Monday, January 27, 2014

Rouladins


I offer this to you with the pictures intact, even though they are not what a professional food stylist and photographer could do. Still, this is about what rouladins will look like in your kitchen.  


Rouladins (pronounced roo-LAH-dins) are an old family favorite from my growing up years. I have never seen a recipe for them in any cookbook, and so don't know what ethnic origin they may be or what variations on them may exist. They make for a very simple recipe. You start with beef round steak, some sliced onion, dill pickle spears, and bacon. Real bacon is best, but I used turkey bacon and the smoky flavor seemed just about right.
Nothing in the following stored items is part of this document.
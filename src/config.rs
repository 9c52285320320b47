/*!
 * Configuration handling for codemap-extract
 */

use std::collections::BTreeSet;
use std::fs;
use std::io::Write;
use std::path::{Path, PathBuf};

use clap::Parser;
use clap_complete::Shell;
use serde::{Deserialize, Serialize};
use serde_json::{Map, Value};

use crate::error::{ExtractError, Result};

/// Default name of the persisted settings file
pub const DEFAULT_CONFIG_FILE: &str = "config.json";

/// Default name of the plain-text ignore rules file
pub const DEFAULT_IGNORE_FILE: &str = "ignored_patterns.txt";

/// Command-line arguments for codemap-extract
#[derive(Parser, Debug, Clone, Default)]
#[clap(
    name = "codemap-extract",
    version = env!("CARGO_PKG_VERSION"),
    about = "Snapshot a project into a codemap, flattened source copies and library reports",
    long_about = "Walks a project directory, writes an indented codemap of its structure, copies the selected file types into one flat timestamped folder and optionally documents the libraries the sources import. Inputs that are not given as flags are asked for interactively."
)]
pub struct Args {
    /// Root directory of the project to analyze
    #[clap(long, value_name = "DIR")]
    pub root: Option<String>,

    /// Directory receiving the extraction
    #[clap(long, value_name = "DIR")]
    pub output: Option<String>,

    /// File types to copy: comma-separated indices or names, or `all`
    #[clap(long, value_name = "SELECTION")]
    pub types: Option<String>,

    /// Libraries to document: comma-separated indices or names, or `all`
    #[clap(long, value_name = "SELECTION")]
    pub libraries: Option<String>,

    /// Path to the JSON settings file
    #[clap(long, value_name = "FILE", default_value = DEFAULT_CONFIG_FILE)]
    pub config: PathBuf,

    /// Path to the ignore rules file
    #[clap(long, value_name = "FILE", default_value = DEFAULT_IGNORE_FILE)]
    pub ignore_file: PathBuf,

    /// Never prompt; fall back to saved directories and default selections
    #[clap(long)]
    pub no_prompt: bool,

    /// Increase log verbosity (-v, -vv, -vvv)
    #[clap(short, long, action = clap::ArgAction::Count)]
    pub verbose: u8,

    /// Silence log output
    #[clap(short, long)]
    pub quiet: bool,

    /// Generate shell completions
    #[clap(long = "generate", value_enum)]
    pub generate: Option<Shell>,
}

/// Settings persisted between runs
#[derive(Debug, Clone, Default, PartialEq, Serialize, Deserialize)]
pub struct Config {
    /// Root directory used by the previous run
    #[serde(default, skip_serializing_if = "Option::is_none")]
    pub last_directory: Option<PathBuf>,

    /// Output directory used by the previous run
    #[serde(default, skip_serializing_if = "Option::is_none")]
    pub last_output_directory: Option<PathBuf>,

    /// Extensions (with leading dot) excluded everywhere
    #[serde(default)]
    pub ignored_extensions: BTreeSet<String>,

    /// Folder glob patterns excluded everywhere
    #[serde(default)]
    pub ignored_folders: BTreeSet<String>,

    /// Directories searched for installed libraries
    #[serde(default, skip_serializing_if = "Vec::is_empty")]
    pub library_paths: Vec<PathBuf>,

    /// Interpreter asked for its search path when `library_paths` is empty
    #[serde(default, skip_serializing_if = "Option::is_none")]
    pub python: Option<String>,

    /// Keys this version does not know about, kept across a save
    #[serde(flatten)]
    pub extra: Map<String, Value>,
}

/// Ignore rules read from the plain-text rules file
#[derive(Debug, Clone, Default, PartialEq, Eq)]
pub struct IgnorePatterns {
    pub extensions: BTreeSet<String>,
    pub folders: BTreeSet<String>,
}

impl IgnorePatterns {
    /// Parse the rules file format: one rule per line, `#` comments,
    /// a leading `.` marks an extension rule
    pub fn parse(content: &str) -> Self {
        let mut patterns = Self::default();

        for line in content.lines().map(str::trim) {
            if line.is_empty() || line.starts_with('#') {
                continue;
            }
            if line.starts_with('.') {
                patterns.extensions.insert(line.to_string());
            } else {
                patterns.folders.insert(line.to_string());
            }
        }

        patterns
    }

    /// Read the rules file, an absent file yields no rules
    pub fn load(path: &Path) -> Result<Self> {
        if !path.exists() {
            log::debug!("No ignore rules file at {}", path.display());
            return Ok(Self::default());
        }

        let content = fs::read_to_string(path)?;
        let patterns = Self::parse(&content);
        log::debug!(
            "Loaded {} extension and {} folder rules from {}",
            patterns.extensions.len(),
            patterns.folders.len(),
            path.display()
        );
        Ok(patterns)
    }
}

impl Config {
    /// Parse settings leniently: empty or malformed content yields defaults
    pub fn parse_lenient(content: &str) -> Self {
        let content = content.trim();
        if content.is_empty() {
            log::warn!("Config file is empty. Creating a new configuration.");
            return Self::default();
        }

        match serde_json::from_str(content) {
            Ok(config) => config,
            Err(e) => {
                log::warn!(
                    "Error reading config file ({}). Creating a new configuration.",
                    e
                );
                Self::default()
            }
        }
    }

    /// Load settings from `config_file` and merge in the rules of `ignore_file`
    pub fn load(config_file: &Path, ignore_file: &Path) -> Result<Self> {
        let mut config = if config_file.exists() {
            Self::parse_lenient(&fs::read_to_string(config_file)?)
        } else {
            log::info!("Config file not found. Creating a new configuration.");
            Self::default()
        };

        config.merge_patterns(IgnorePatterns::load(ignore_file)?);
        Ok(config)
    }

    /// Union the given rules into this configuration
    pub fn merge_patterns(&mut self, patterns: IgnorePatterns) {
        self.ignored_extensions.extend(patterns.extensions);
        self.ignored_folders.extend(patterns.folders);
    }

    /// Render the settings as four-space indented JSON
    pub fn to_json(&self) -> Result<String> {
        let mut buffer = Vec::new();
        let formatter = serde_json::ser::PrettyFormatter::with_indent(b"    ");
        let mut serializer = serde_json::Serializer::with_formatter(&mut buffer, formatter);
        self.serialize(&mut serializer)?;
        String::from_utf8(buffer).map_err(|e| ExtractError::Config(e.to_string()))
    }

    /// Write the settings to `path`
    pub fn save(&self, path: &Path) -> Result<()> {
        let json = self.to_json()?;
        let mut file = fs::File::create(path).map_err(|source| ExtractError::Write {
            path: path.to_path_buf(),
            source,
        })?;
        writeln!(file, "{}", json)?;
        log::debug!("Saved configuration to {}", path.display());
        Ok(())
    }

    /// Remember the directories of a finished run
    pub fn remember_run(&mut self, root: &Path, output_dir: &Path) {
        self.last_directory = Some(root.to_path_buf());
        self.last_output_directory = Some(output_dir.to_path_buf());
    }
}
One pound of round steak will give you four roughly uniform pieces. With a heavy saucer, you can pound each steak a little tenderer than it would be otherwise. Lay on a strip or two of bacon, then a piece of onion and a dill pickle spear. Roll up the steak and either secure the package with toothpicks (my dad could do this, but it is tricky) or tie it at both ends with kitchen string.

Then you will simply brown each meat package in olive oil or shortening. All the cookbooks are right, of course, about not crowding the pan, lest the meat steam to grayness rather than sear nicely. I did two at a time, and removed each batch before browning the next.



When the last batch of little meat packages is browned, return them all to the pot and add water to about halfway up their depth in it. The bacon and pickle in the recipe mean you do not need to add salt to this broth. Bring the rouladins to a boil, and then either turn the heat down and simmer them carefully for two or three more hours, or cover the pot with a lid and put it in a 350 degree oven. After it has baked for an hour, turn the heat down to 225 and let the stew cook slowly for two or three more hours. When you are ready to serve, you can thicken the broth with a combination of flour and cold water dissolved together and stirred into the pot.

For some reason, rouladins make this excellent, velvety brown gravy effortlessly. Mashed potatoes are vital to accompany it. A sweet vegetable like carrots or peas is also a good counterpoint to the piquancy of pickle, onion, and bacon in the beef.



The choice of wine to go with this is something that I think would challenge anyone. A workhorse sweet riesling? A big, heavy, California cabernet? I chose what I hoped would be the fleshy but un-tannic, solid berry flavors of an everyday ($8.99) Rhone red: Parallele 45 Cotes du Rhone 2006, from Paul Jaboulet Aine (60 percent grenache, 40 percent syrah). Pretty good the first night, better the next night with the leftovers.